Los Angeles County animal control officials have detailed their response to a Sylmar ranch where nearly 30 horses died during the Creek fire, as public concern over the incident grows.
The fast-moving fire was first reported at 3:43 a.m. Tuesday. The family who owns Rancho Padilla, where the horses perished, said they awoke to flames and were instructed by a fire crew to leave.
The county’s Department of Animal Care and Control received a request for assistance at the location at 8:45 a.m. Tuesday, according to a statement issued by the department late Thursday.
When animal control officers arrived, the statement said, they found a barn burning, with some areas of the roof collapsing. Officers “could see and hear horses in distress” and quickly freed two horses and a puppy. They later returned to the burning barn to rescue four more horses, which they placed in an arena on the property away from the fire.
They flagged down a fire truck to douse the barn with water, according to the statement. When additional officers arrived, the barn was still burning, it said.
When the officers entered, they had to break padlocks on 10 stalls in order to rescue the horses inside, the department said. The barn then became inaccessible because of the fire and collapsing roof.

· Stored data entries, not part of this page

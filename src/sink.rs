//! Volume sinks - destinations for axis-ordered pixel data
//!
//! The sink owns chunking and persistence. Only a local filesystem sink is
//! provided; for cloud storage (S3, GCS, Azure), implement the
//! [`VolumeSink`] trait in your application using your preferred cloud SDK.

use crate::block::PixelBlock;
use crate::error::{Result, UploadError};
use crate::types::{DataType, Encoding, LayerKind, Provenance, VolumeDescriptor};
use async_trait::async_trait;
use futures::future::try_join_all;
use log::info;
use serde::{Deserialize, Serialize};
use std::path::{Path, PathBuf};
use std::sync::Arc;
use tokio::fs;

/// Storage backend types
#[derive(Debug, Clone, Copy, PartialEq, Eq)]
pub enum StorageBackend {
    /// Local file system
    FileSystem,
    /// AWS S3
    S3,
    /// Google Cloud Storage
    GCS,
    /// Azure Blob Storage
    Azure,
}

impl StorageBackend {
    /// Parse storage backend from URL scheme
    pub fn from_url(url: &str) -> Result<Self> {
        if let Some(scheme_end) = url.find("://") {
            let scheme = &url[..scheme_end];
            match scheme {
                "file" => Ok(StorageBackend::FileSystem),
                "s3" => Ok(StorageBackend::S3),
                "gs" => Ok(StorageBackend::GCS),
                "azure" => Ok(StorageBackend::Azure),
                _ => Err(UploadError::InvalidUrl(format!(
                    "Unknown scheme: {}",
                    scheme
                ))),
            }
        } else {
            // Assume file system if no scheme
            Ok(StorageBackend::FileSystem)
        }
    }
}

/// Destination for axis-ordered pixel data
///
/// Implementations must tolerate concurrent `write_slice` calls for
/// disjoint z indices; the driver performs no locking of its own.
#[async_trait]
pub trait VolumeSink: Send + Sync {
    /// The volume this sink persists
    fn descriptor(&self) -> &VolumeDescriptor;

    /// Inclusive z bounds of the volume
    fn z_bounds(&self) -> (i64, i64) {
        self.descriptor().z_bounds()
    }

    /// Commit provenance metadata; called once per run before data upload
    async fn commit_provenance(&self, provenance: &Provenance) -> Result<()>;

    /// Persist one (X, Y, channel) slice at the given z coordinate
    async fn write_slice(&self, z: i64, block: &PixelBlock) -> Result<()>;

    /// Persist an entire (X, Y, Z, channel) volume
    async fn write_volume(&self, block: &PixelBlock) -> Result<()>;
}

/// Viewer metadata document describing the volume, written at layer root
#[derive(Debug, Serialize, Deserialize)]
struct InfoDocument {
    #[serde(rename = "type")]
    layer_kind: LayerKind,
    data_type: DataType,
    num_channels: u32,
    scales: Vec<ScaleEntry>,
}

#[derive(Debug, Serialize, Deserialize)]
struct ScaleEntry {
    key: String,
    encoding: Encoding,
    resolution: [u32; 3],
    size: [u64; 3],
    voxel_offset: [i64; 3],
    chunk_sizes: Vec<[u64; 3]>,
}

impl InfoDocument {
    fn from_descriptor(descriptor: &VolumeDescriptor) -> Self {
        Self {
            layer_kind: descriptor.layer_kind,
            data_type: descriptor.data_type,
            num_channels: descriptor.num_channels,
            scales: vec![ScaleEntry {
                key: descriptor.scale_key(),
                encoding: descriptor.encoding,
                resolution: descriptor.resolution,
                size: descriptor.volume_shape,
                voxel_offset: descriptor.voxel_offset,
                chunk_sizes: vec![descriptor.chunk_shape],
            }],
        }
    }
}

/// Half-open chunk ranges tiling `extent`, clamping the last chunk
fn chunk_ranges(extent: u64, chunk: u64) -> Vec<(usize, usize)> {
    (0..extent)
        .step_by(chunk as usize)
        .map(|start| (start as usize, (start + chunk).min(extent) as usize))
        .collect()
}

/// Local filesystem sink writing raw little-endian chunk files
///
/// Layout under the layer root: an `info` document, a `provenance`
/// document, and one file per chunk named
/// `x0-x1_y0-y1_z0-z1` (global voxel coordinates) under the scale key
/// directory.
pub struct FilesystemSink {
    root: PathBuf,
    descriptor: VolumeDescriptor,
}

impl FilesystemSink {
    /// Create a sink at `root`, validating the descriptor and committing
    /// the `info` document
    pub async fn create(root: impl AsRef<Path>, descriptor: VolumeDescriptor) -> Result<Self> {
        descriptor.validate()?;
        let root = root.as_ref().to_path_buf();
        fs::create_dir_all(root.join(descriptor.scale_key())).await?;

        let info = InfoDocument::from_descriptor(&descriptor);
        fs::write(root.join("info"), serde_json::to_vec_pretty(&info)?).await?;

        info!("created volume at {}: {:?}", root.display(), descriptor.volume_shape);
        Ok(Self { root, descriptor })
    }

    fn chunk_path(&self, x: (i64, i64), y: (i64, i64), z: (i64, i64)) -> PathBuf {
        self.root.join(self.descriptor.scale_key()).join(format!(
            "{}-{}_{}-{}_{}-{}",
            x.0, x.1, y.0, y.1, z.0, z.1
        ))
    }

    fn check_slice_geometry(&self, z: i64, block: &PixelBlock) -> Result<()> {
        let desc = &self.descriptor;
        if desc.chunk_shape[2] != 1 {
            return Err(UploadError::Configuration(format!(
                "slice writes require chunk z-extent 1, got {}",
                desc.chunk_shape[2]
            )));
        }
        let (z_min, z_max) = desc.z_bounds();
        if z < z_min || z > z_max {
            return Err(UploadError::SinkWrite(format!(
                "z {} outside volume bounds [{}, {}]",
                z, z_min, z_max
            )));
        }
        if block.dtype() != desc.data_type {
            return Err(UploadError::DtypeMismatch {
                expected: desc.data_type,
                actual: block.dtype(),
            });
        }
        let expected = vec![
            desc.volume_shape[0] as usize,
            desc.volume_shape[1] as usize,
            desc.num_channels as usize,
        ];
        if block.shape() != expected.as_slice() {
            return Err(UploadError::ShapeMismatch {
                expected,
                actual: block.shape().to_vec(),
            });
        }
        Ok(())
    }

    async fn write_chunk(&self, path: PathBuf, data: bytes::Bytes) -> Result<()> {
        fs::write(&path, &data)
            .await
            .map_err(|e| UploadError::SinkWrite(format!("{}: {}", path.display(), e)))
    }
}

#[async_trait]
impl VolumeSink for FilesystemSink {
    fn descriptor(&self) -> &VolumeDescriptor {
        &self.descriptor
    }

    async fn commit_provenance(&self, provenance: &Provenance) -> Result<()> {
        let json = serde_json::to_vec_pretty(provenance)?;
        fs::write(self.root.join("provenance"), json)
            .await
            .map_err(|e| UploadError::SinkWrite(format!("provenance: {}", e)))
    }

    async fn write_slice(&self, z: i64, block: &PixelBlock) -> Result<()> {
        self.check_slice_geometry(z, block)?;
        let desc = &self.descriptor;
        let [off_x, off_y, _] = desc.voxel_offset;

        let mut writes = Vec::new();
        for (x0, x1) in chunk_ranges(desc.volume_shape[0], desc.chunk_shape[0]) {
            for (y0, y1) in chunk_ranges(desc.volume_shape[1], desc.chunk_shape[1]) {
                let region = block.region(&[x0, y0], &[x1, y1])?;
                let path = self.chunk_path(
                    (off_x + x0 as i64, off_x + x1 as i64),
                    (off_y + y0 as i64, off_y + y1 as i64),
                    (z, z + 1),
                );
                writes.push(self.write_chunk(path, region.to_le_bytes()));
            }
        }
        try_join_all(writes).await?;
        Ok(())
    }

    async fn write_volume(&self, block: &PixelBlock) -> Result<()> {
        block.validate_against(&self.descriptor)?;
        let desc = &self.descriptor;
        let [off_x, off_y, off_z] = desc.voxel_offset;

        let mut writes = Vec::new();
        for (x0, x1) in chunk_ranges(desc.volume_shape[0], desc.chunk_shape[0]) {
            for (y0, y1) in chunk_ranges(desc.volume_shape[1], desc.chunk_shape[1]) {
                for (z0, z1) in chunk_ranges(desc.volume_shape[2], desc.chunk_shape[2]) {
                    let region = block.region(&[x0, y0, z0], &[x1, y1, z1])?;
                    let path = self.chunk_path(
                        (off_x + x0 as i64, off_x + x1 as i64),
                        (off_y + y0 as i64, off_y + y1 as i64),
                        (off_z + z0 as i64, off_z + z1 as i64),
                    );
                    writes.push(self.write_chunk(path, region.to_le_bytes()));
                }
            }
        }
        try_join_all(writes).await?;
        Ok(())
    }
}

/// Parse a bucket URI and create the appropriate sink
///
/// Only filesystem URIs are supported here; cloud backends require an
/// application-provided [`VolumeSink`] implementation.
pub async fn create_sink(
    url: &str,
    descriptor: VolumeDescriptor,
) -> Result<Arc<dyn VolumeSink>> {
    let backend = StorageBackend::from_url(url)?;

    match backend {
        StorageBackend::FileSystem => {
            let path = url.strip_prefix("file://").unwrap_or(url);
            Ok(Arc::new(FilesystemSink::create(path, descriptor).await?))
        }
        StorageBackend::S3 | StorageBackend::GCS | StorageBackend::Azure => {
            Err(UploadError::Configuration(format!(
                "Cloud backend {:?} is not built in. Implement the VolumeSink \
                 trait for your cloud storage and pass it to the driver directly.",
                backend
            )))
        }
    }
}
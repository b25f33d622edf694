//! Core data types: volume descriptor and provenance

use crate::error::{Result, UploadError};
use chrono::{DateTime, Utc};
use serde::{Deserialize, Serialize};
use std::fmt;

/// Sample data types supported for upload
#[derive(Debug, Clone, Copy, PartialEq, Eq, Serialize, Deserialize)]
pub enum DataType {
    /// Unsigned 8-bit integer
    #[serde(rename = "uint8")]
    U8,
    /// Unsigned 16-bit integer
    #[serde(rename = "uint16")]
    U16,
    /// Unsigned 32-bit integer
    #[serde(rename = "uint32")]
    U32,
    /// Unsigned 64-bit integer
    #[serde(rename = "uint64")]
    U64,
}

impl DataType {
    /// Size in bytes of this data type
    pub fn size_in_bytes(&self) -> usize {
        match self {
            DataType::U8 => 1,
            DataType::U16 => 2,
            DataType::U32 => 4,
            DataType::U64 => 8,
        }
    }
}

impl fmt::Display for DataType {
    fn fmt(&self, f: &mut fmt::Formatter<'_>) -> fmt::Result {
        let name = match self {
            DataType::U8 => "uint8",
            DataType::U16 => "uint16",
            DataType::U32 => "uint32",
            DataType::U64 => "uint64",
        };
        write!(f, "{}", name)
    }
}

/// Kind of layer the volume represents in the viewer
#[derive(Debug, Clone, Copy, PartialEq, Eq, Serialize, Deserialize)]
#[serde(rename_all = "lowercase")]
pub enum LayerKind {
    Image,
    Segmentation,
}

/// Voxel encoding used by the sink
///
/// Only raw (uncompressed) encoding is supported; compressed encodings are
/// the sink's concern.
#[derive(Debug, Clone, Copy, PartialEq, Eq, Serialize, Deserialize)]
#[serde(rename_all = "lowercase")]
pub enum Encoding {
    Raw,
}

/// Immutable description of the target volume
///
/// All coordinates are in X, Y, Z order. Resolution is in physical units
/// (nanometers) per voxel.
#[derive(Debug, Clone, PartialEq, Eq, Serialize, Deserialize)]
pub struct VolumeDescriptor {
    /// Number of channels per voxel
    pub num_channels: u32,

    /// Layer kind (image or segmentation)
    pub layer_kind: LayerKind,

    /// Sample data type
    pub data_type: DataType,

    /// Voxel encoding
    pub encoding: Encoding,

    /// Physical size of one voxel in nanometers, X/Y/Z
    pub resolution: [u32; 3],

    /// Origin of the volume in voxel coordinates, X/Y/Z
    pub voxel_offset: [i64; 3],

    /// Chunk shape in voxels, X/Y/Z
    pub chunk_shape: [u64; 3],

    /// Total volume shape in voxels, X/Y/Z
    pub volume_shape: [u64; 3],
}

impl VolumeDescriptor {
    /// Validate the descriptor geometry
    ///
    /// Chunks must evenly tile the volume along Z; along X and Y partial
    /// edge chunks are allowed.
    pub fn validate(&self) -> Result<()> {
        if self.num_channels == 0 {
            return Err(UploadError::InvalidDescriptor(
                "num_channels must be at least 1".to_string(),
            ));
        }
        if self.volume_shape.iter().any(|&d| d == 0) {
            return Err(UploadError::InvalidDescriptor(format!(
                "volume shape must be nonzero in every axis, got {:?}",
                self.volume_shape
            )));
        }
        if self.chunk_shape.iter().any(|&d| d == 0) {
            return Err(UploadError::InvalidDescriptor(format!(
                "chunk shape must be nonzero in every axis, got {:?}",
                self.chunk_shape
            )));
        }
        if self.volume_shape[2] % self.chunk_shape[2] != 0 {
            return Err(UploadError::InvalidDescriptor(format!(
                "chunk z-extent {} does not evenly tile volume z-extent {}",
                self.chunk_shape[2], self.volume_shape[2]
            )));
        }
        Ok(())
    }

    /// Validate the descriptor for per-slice batch uploads
    ///
    /// Per-slice writes cover exactly one z plane, so the chunk z-extent
    /// must be 1. Thicker chunks would require aggregating slices before
    /// writing, which this crate does not do.
    pub fn validate_for_slices(&self) -> Result<()> {
        self.validate()?;
        if self.chunk_shape[2] != 1 {
            return Err(UploadError::InvalidDescriptor(format!(
                "per-slice upload requires chunk z-extent 1, got {}",
                self.chunk_shape[2]
            )));
        }
        Ok(())
    }

    /// Inclusive z bounds of the volume in voxel coordinates
    pub fn z_bounds(&self) -> (i64, i64) {
        let min = self.voxel_offset[2];
        (min, min + self.volume_shape[2] as i64 - 1)
    }

    /// Scale key used by the sink to name this resolution level
    pub fn scale_key(&self) -> String {
        format!(
            "{}_{}_{}",
            self.resolution[0], self.resolution[1], self.resolution[2]
        )
    }
}

/// Provenance metadata committed to the sink once per run
#[derive(Debug, Clone, Serialize, Deserialize)]
pub struct Provenance {
    /// Free-text description of the dataset
    pub description: String,

    /// Contact identifiers for the uploader/imager
    pub owners: Vec<String>,

    /// When this provenance record was created
    pub created_at: DateTime<Utc>,
}

impl Provenance {
    pub fn new(description: impl Into<String>, owners: Vec<String>) -> Self {
        Self {
            description: description.into(),
            owners,
            created_at: Utc::now(),
        }
    }
}
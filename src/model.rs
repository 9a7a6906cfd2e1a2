//! In-memory policy model: the rule sections a policy engine keeps and the adapter fills or drains.
//! Only two sections exist, `p` (policies) and `g` (grouping/role rules). Each section holds one
//! assertion per policy type (`p`, `p2`, `g`, `g2`, ...), and an assertion is an ordered list of rule rows.

use std::collections::BTreeMap;

pub const POLICY_SECTION: &str = "p";
pub const GROUPING_SECTION: &str = "g";

/// Rule rows stored under one policy type.
#[derive(Debug, Clone, Default, PartialEq, Eq)]
pub struct Assertion {
    pub key: String,
    pub policy: Vec<Vec<String>>,
}

impl Assertion {
    fn new(key: &str) -> Self { Self { key: key.to_string(), policy: Vec::new() } }
}

#[derive(Debug, Clone, Default, PartialEq, Eq)]
pub struct PolicyModel {
    sections: BTreeMap<String, BTreeMap<String, Assertion>>,
}

/// Section a policy type belongs to: its leading character.
pub fn section_of(ptype: &str) -> Option<&str> {
    match ptype.get(..1) {
        Some(POLICY_SECTION) => Some(POLICY_SECTION),
        Some(GROUPING_SECTION) => Some(GROUPING_SECTION),
        _ => None,
    }
}

impl PolicyModel {
    pub fn new() -> Self { Self::default() }

    /// Model with the given policy types defined and no rules.
    pub fn with_ptypes(ptypes: &[&str]) -> Self {
        let mut m = Self::new();
        for p in ptypes { m.define(p); }
        m
    }

    /// Define a policy type so rules can be stored under it. Returns false when the
    /// ptype belongs to neither section.
    pub fn define(&mut self, ptype: &str) -> bool {
        let Some(sec) = section_of(ptype) else { return false };
        self.sections
            .entry(sec.to_string())
            .or_default()
            .entry(ptype.to_string())
            .or_insert_with(|| Assertion::new(ptype));
        true
    }

    pub fn has_ptype(&self, sec: &str, ptype: &str) -> bool {
        self.sections.get(sec).map(|m| m.contains_key(ptype)).unwrap_or(false)
    }

    /// Append a rule. Duplicates are kept. Returns false if the ptype is not defined.
    pub fn add_policy(&mut self, sec: &str, ptype: &str, rule: Vec<String>) -> bool {
        match self.sections.get_mut(sec).and_then(|m| m.get_mut(ptype)) {
            Some(a) => { a.policy.push(rule); true }
            None => false,
        }
    }

    /// Remove the first occurrence of a rule. Returns false if nothing matched.
    pub fn remove_policy(&mut self, sec: &str, ptype: &str, rule: &[String]) -> bool {
        let Some(a) = self.sections.get_mut(sec).and_then(|m| m.get_mut(ptype)) else { return false };
        match a.policy.iter().position(|r| r.as_slice() == rule) {
            Some(i) => { a.policy.remove(i); true }
            None => false,
        }
    }

    pub fn has_policy(&self, sec: &str, ptype: &str, rule: &[String]) -> bool {
        self.get_policy(sec, ptype).iter().any(|r| r.as_slice() == rule)
    }

    pub fn get_policy(&self, sec: &str, ptype: &str) -> &[Vec<String>] {
        self.sections.get(sec).and_then(|m| m.get(ptype)).map(|a| a.policy.as_slice()).unwrap_or(&[])
    }

    /// Drop every rule but keep the defined policy types.
    pub fn clear_policy(&mut self) {
        for a in self.sections.values_mut().flat_map(|m| m.values_mut()) { a.policy.clear(); }
    }

    pub fn policy_count(&self) -> usize {
        self.sections.values().flat_map(|m| m.values()).map(|a| a.policy.len()).sum()
    }

    pub fn is_empty(&self) -> bool { self.policy_count() == 0 }

    /// Assertions of one section in ptype order.
    pub fn assertions<'a>(&'a self, sec: &str) -> impl Iterator<Item = (&'a str, &'a Assertion)> + 'a {
        self.sections.get(sec).into_iter().flat_map(|m| m.iter().map(|(k, a)| (k.as_str(), a)))
    }
}

#[cfg(test)]
mod tests {
    use super::*;

    fn rule(fields: &[&str]) -> Vec<String> { fields.iter().map(|s| s.to_string()).collect() }

    #[test]
    fn section_from_ptype() {
        assert_eq!(section_of("p"), Some("p"));
        assert_eq!(section_of("p2"), Some("p"));
        assert_eq!(section_of("g3"), Some("g"));
        assert_eq!(section_of("e"), None);
        assert_eq!(section_of(""), None);
    }

    #[test]
    fn add_requires_defined_ptype() {
        let mut m = PolicyModel::with_ptypes(&["p"]);
        assert!(m.add_policy("p", "p", rule(&["alice", "data1", "read"])));
        assert!(!m.add_policy("p", "p2", rule(&["alice", "data1", "read"])));
        assert!(!m.define("x"));
        assert_eq!(m.policy_count(), 1);
    }

    #[test]
    fn remove_takes_first_occurrence_only() {
        let mut m = PolicyModel::with_ptypes(&["p", "g"]);
        let r = rule(&["bob", "data2", "write"]);
        m.add_policy("p", "p", r.clone());
        m.add_policy("p", "p", r.clone());
        assert!(m.remove_policy("p", "p", &r));
        assert!(m.has_policy("p", "p", &r));
        assert!(m.remove_policy("p", "p", &r));
        assert!(!m.remove_policy("p", "p", &r));
    }

    #[test]
    fn clear_keeps_definitions() {
        let mut m = PolicyModel::with_ptypes(&["p", "g", "g2"]);
        m.add_policy("g", "g", rule(&["alice", "admin"]));
        m.clear_policy();
        assert!(m.is_empty());
        assert!(m.has_ptype("g", "g2"));
        let keys: Vec<&str> = m.assertions("g").map(|(k, _)| k).collect();
        assert_eq!(keys, vec!["g", "g2"]);
    }
}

The rescued horses were taken to the command post for the fire, where some were returned to concerned owners. The remaining animals were taken to the department’s emergency shelter at Pierce College, the statement said.
A team of four officers, joined by owners with trailers, returned to the ranch to rescue the horses that had been placed in the arena.
“Sadly, many horses locked in their stalls at the barn did not survive the fire,” the statement read.
The Padilla family, who was at the ranch Wednesday morning, put the count of dead horses at 29. They had their own horses stabled there and boarded horses for others.
The animal control department’s statement comes as public outcry increases over the horses’ deaths, with many on social media expressing outrage about some of the horses being locked in their stalls. The Padillas are no longer talking publicly about the fire, saying they had been receiving hate mail.
Three of the horses taken to Pierce College were injured in the fire, and animal control officials said the animals immediately got emergency veterinary treatment. One had to be euthanized due to the extent of its injuries, officials said. The second was treated and released, and the third is still at the college undergoing treatment.
The L.A. County Animal Care Foundation is paying for the medical treatment of the third horse, which is expected to recover after several months of care.
County animal control officers are “committed to saving the lives of animals and heroically struggled in this difficult situation to save as many horses as possible,” the agency’s statement read. “The department extends its deepest condolences to the horse owners who lost their beloved equine friends.”
Officials stressed that those who have horses on their property should have evacuation plans in place and that stalls or other enclosures should never be padlocked or otherwise made inaccessible.
Horse owners were also encouraged to microchip horses for identification during emergencies and to have alternative housing sites established in case of evacuations.